Please reproduce verbatim the lines below, from the first through the one with "ranked by quantity".

(Stored data)
# # #

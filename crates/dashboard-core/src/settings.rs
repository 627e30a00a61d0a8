use clap::{CommandFactory, Parser};
use serde::{Deserialize, Serialize};
use std::path::{Path, PathBuf};

use crate::models::View;

// ── Settings (CLI) ─────────────────────────────────────────────────────────────

/// Terminal dashboard for batch sales extracts
#[derive(Parser, Debug, Clone)]
#[command(
    name = "sales-dashboard",
    about = "Terminal dashboard for batch sales extracts",
    version
)]
pub struct Settings {
    /// Extract file, or a directory of `part-*` files
    #[arg(long, env = "SALES_DASHBOARD_DATA", default_value = "SalesProduct.txt")]
    pub data: PathBuf,

    /// View shown first
    #[arg(long, value_enum, default_value_t = View::TopCategories)]
    pub view: View,

    /// Display theme
    #[arg(long, default_value = "auto", value_parser = ["light", "dark", "classic", "auto"])]
    pub theme: String,

    /// Number of category / sub-category pairs ranked by quantity
    #[arg(long, default_value = "5", value_parser = clap::value_parser!(u32).range(1..=100))]
    pub category_limit: u32,

    /// Number of products ranked by profit
    #[arg(long, default_value = "10", value_parser = clap::value_parser!(u32).range(1..=100))]
    pub product_limit: u32,

    /// Number of customers ranked by revenue
    #[arg(long, default_value = "10", value_parser = clap::value_parser!(u32).range(1..=100))]
    pub customer_limit: u32,

    /// Earlier year of the revenue trend comparison
    #[arg(long, default_value = "2023")]
    pub baseline_year: String,

    /// Later year of the revenue trend comparison
    #[arg(long, default_value = "2024")]
    pub compare_year: String,

    /// Print the selected view as JSON instead of starting the dashboard
    #[arg(long)]
    pub json: bool,

    /// With --json, print every view
    #[arg(long, requires = "json")]
    pub all: bool,

    /// Logging level
    #[arg(long, default_value = "INFO", value_parser = ["DEBUG", "INFO", "WARNING", "ERROR", "CRITICAL"])]
    pub log_level: String,

    /// Log file path
    #[arg(long)]
    pub log_file: Option<PathBuf>,

    /// Enable debug logging
    #[arg(long)]
    pub debug: bool,

    /// Clear saved configuration
    #[arg(long)]
    pub clear: bool,
}

// ── LastUsedParams ─────────────────────────────────────────────────────────────

/// Persisted last-used parameters saved to `~/.sales-dashboard/last_used.json`.
#[derive(Debug, Serialize, Deserialize, Default, Clone)]
pub struct LastUsedParams {
    #[serde(skip_serializing_if = "Option::is_none")]
    pub data: Option<PathBuf>,
    #[serde(skip_serializing_if = "Option::is_none")]
    pub view: Option<View>,
    #[serde(skip_serializing_if = "Option::is_none")]
    pub theme: Option<String>,
    #[serde(skip_serializing_if = "Option::is_none")]
    pub category_limit: Option<u32>,
    #[serde(skip_serializing_if = "Option::is_none")]
    pub product_limit: Option<u32>,
    #[serde(skip_serializing_if = "Option::is_none")]
    pub customer_limit: Option<u32>,
    #[serde(skip_serializing_if = "Option::is_none")]
    pub baseline_year: Option<String>,
    #[serde(skip_serializing_if = "Option::is_none")]
    pub compare_year: Option<String>,
}

impl LastUsedParams {
    /// Default location: `~/.sales-dashboard/last_used.json`.
    pub fn config_path() -> PathBuf {
        Self::config_path_in(&dirs::home_dir().unwrap_or_else(|| PathBuf::from(".")))
    }

    /// Return the config path rooted at `base_dir` (used for testing).
    pub fn config_path_in(base_dir: &Path) -> PathBuf {
        base_dir.join(".sales-dashboard").join("last_used.json")
    }

    /// Load persisted params from an explicit path.
    /// Returns `Default` when the file is absent or cannot be parsed.
    pub fn load_from(path: &Path) -> Self {
        let Ok(content) = std::fs::read_to_string(path) else {
            return Self::default();
        };
        serde_json::from_str(&content).unwrap_or_else(|e| {
            tracing::debug!("Ignoring unreadable {}: {}", path.display(), e);
            Self::default()
        })
    }

    /// Atomically write params to an explicit path, creating parent
    /// directories if needed.
    pub fn save_to(&self, path: &Path) -> Result<(), std::io::Error> {
        if let Some(parent) = path.parent() {
            std::fs::create_dir_all(parent)?;
        }

        let json = serde_json::to_string_pretty(self).map_err(std::io::Error::other)?;

        let tmp = path.with_extension("json.tmp");
        std::fs::write(&tmp, &json)?;
        std::fs::rename(&tmp, path)?;

        Ok(())
    }

    /// Delete the config file at an explicit path if it exists.
    pub fn clear_at(path: &Path) -> Result<(), std::io::Error> {
        if path.exists() {
            std::fs::remove_file(path)?;
        }
        Ok(())
    }
}

// ── Settings impl ──────────────────────────────────────────────────────────────

impl Settings {
    /// Parse CLI arguments, merge with last-used params where no explicit
    /// value was provided, and persist the result.
    pub fn load_with_last_used() -> Self {
        Self::load_with_last_used_impl(
            std::env::args_os().collect(),
            &LastUsedParams::config_path(),
        )
    }

    /// Same as [`Settings::load_with_last_used`] but with an explicit argument
    /// list and config path so tests can redirect to a temporary directory.
    pub fn load_with_last_used_impl(
        args: Vec<std::ffi::OsString>,
        config_path: &Path,
    ) -> Self {
        let matches = Settings::command().get_matches_from(args.clone());
        let mut settings = Settings::parse_from(args);

        if settings.clear {
            if let Err(e) = LastUsedParams::clear_at(config_path) {
                tracing::warn!("Could not clear {}: {}", config_path.display(), e);
            }
            return Self::apply_debug(settings);
        }

        let last = LastUsedParams::load_from(config_path);

        // Explicit values (flag or environment) always win over persisted ones.
        if !is_arg_explicitly_set(&matches, "data") {
            if let Some(v) = last.data {
                settings.data = v;
            }
        }
        if !is_arg_explicitly_set(&matches, "view") {
            if let Some(v) = last.view {
                settings.view = v;
            }
        }
        if !is_arg_explicitly_set(&matches, "theme") {
            if let Some(v) = last.theme {
                settings.theme = v;
            }
        }
        // NOTE: clap stores the arg id using the field name (underscores).
        if !is_arg_explicitly_set(&matches, "category_limit") {
            if let Some(v) = last.category_limit {
                settings.category_limit = v;
            }
        }
        if !is_arg_explicitly_set(&matches, "product_limit") {
            if let Some(v) = last.product_limit {
                settings.product_limit = v;
            }
        }
        if !is_arg_explicitly_set(&matches, "customer_limit") {
            if let Some(v) = last.customer_limit {
                settings.customer_limit = v;
            }
        }
        if !is_arg_explicitly_set(&matches, "baseline_year") {
            if let Some(v) = last.baseline_year {
                settings.baseline_year = v;
            }
        }
        if !is_arg_explicitly_set(&matches, "compare_year") {
            if let Some(v) = last.compare_year {
                settings.compare_year = v;
            }
        }

        settings = Self::apply_debug(settings);

        let params = LastUsedParams::from(&settings);
        if let Err(e) = params.save_to(config_path) {
            tracing::warn!("Could not persist settings to {}: {}", config_path.display(), e);
        }

        settings
    }

    /// `--debug` overrides the log level.
    fn apply_debug(mut settings: Settings) -> Settings {
        if settings.debug {
            settings.log_level = "DEBUG".to_string();
        }
        settings
    }
}

// ── Conversion ─────────────────────────────────────────────────────────────────

impl From<&Settings> for LastUsedParams {
    fn from(s: &Settings) -> Self {
        LastUsedParams {
            data: Some(s.data.clone()),
            view: Some(s.view),
            theme: Some(s.theme.clone()),
            category_limit: Some(s.category_limit),
            product_limit: Some(s.product_limit),
            customer_limit: Some(s.customer_limit),
            baseline_year: Some(s.baseline_year.clone()),
            compare_year: Some(s.compare_year.clone()),
        }
    }
}

/// Returns `true` when `name` was supplied on the command line or through its
/// environment variable, rather than falling back to the default value.
fn is_arg_explicitly_set(matches: &clap::ArgMatches, name: &str) -> bool {
    matches!(
        matches.value_source(name),
        Some(clap::parser::ValueSource::CommandLine) | Some(clap::parser::ValueSource::EnvVariable)
    )
}

// ── Tests ──────────────────────────────────────────────────────────────────────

# # #

### SOLUTION BELOW
filename crates/dashboard-core/src/settings.rs
repository 627e30a00a61d0a8
use clap::{CommandFactory, Parser};
use serde::{Deserialize, Serialize};
use std::path::{Path, PathBuf};

use crate::models::View;

// ── Settings (CLI) ─────────────────────────────────────────────────────────────

/// Terminal dashboard for batch sales extracts
#[derive(Parser, Debug, Clone)]
#[command(
    name = "sales-dashboard",
    about = "Terminal dashboard for batch sales extracts",
    version
)]
pub struct Settings {
    /// Extract file, or a directory of `part-*` files
    #[arg(long, env = "SALES_DASHBOARD_DATA", default_value = "SalesProduct.txt")]
    pub data: PathBuf,

    /// View shown first
    #[arg(long, value_enum, default_value_t = View::TopCategories)]
    pub view: View,

    /// Display theme
    #[arg(long, default_value = "auto", value_parser = ["light", "dark", "classic", "auto"])]
    pub theme: String,

    /// Number of category / sub-category pairs ranked by quantity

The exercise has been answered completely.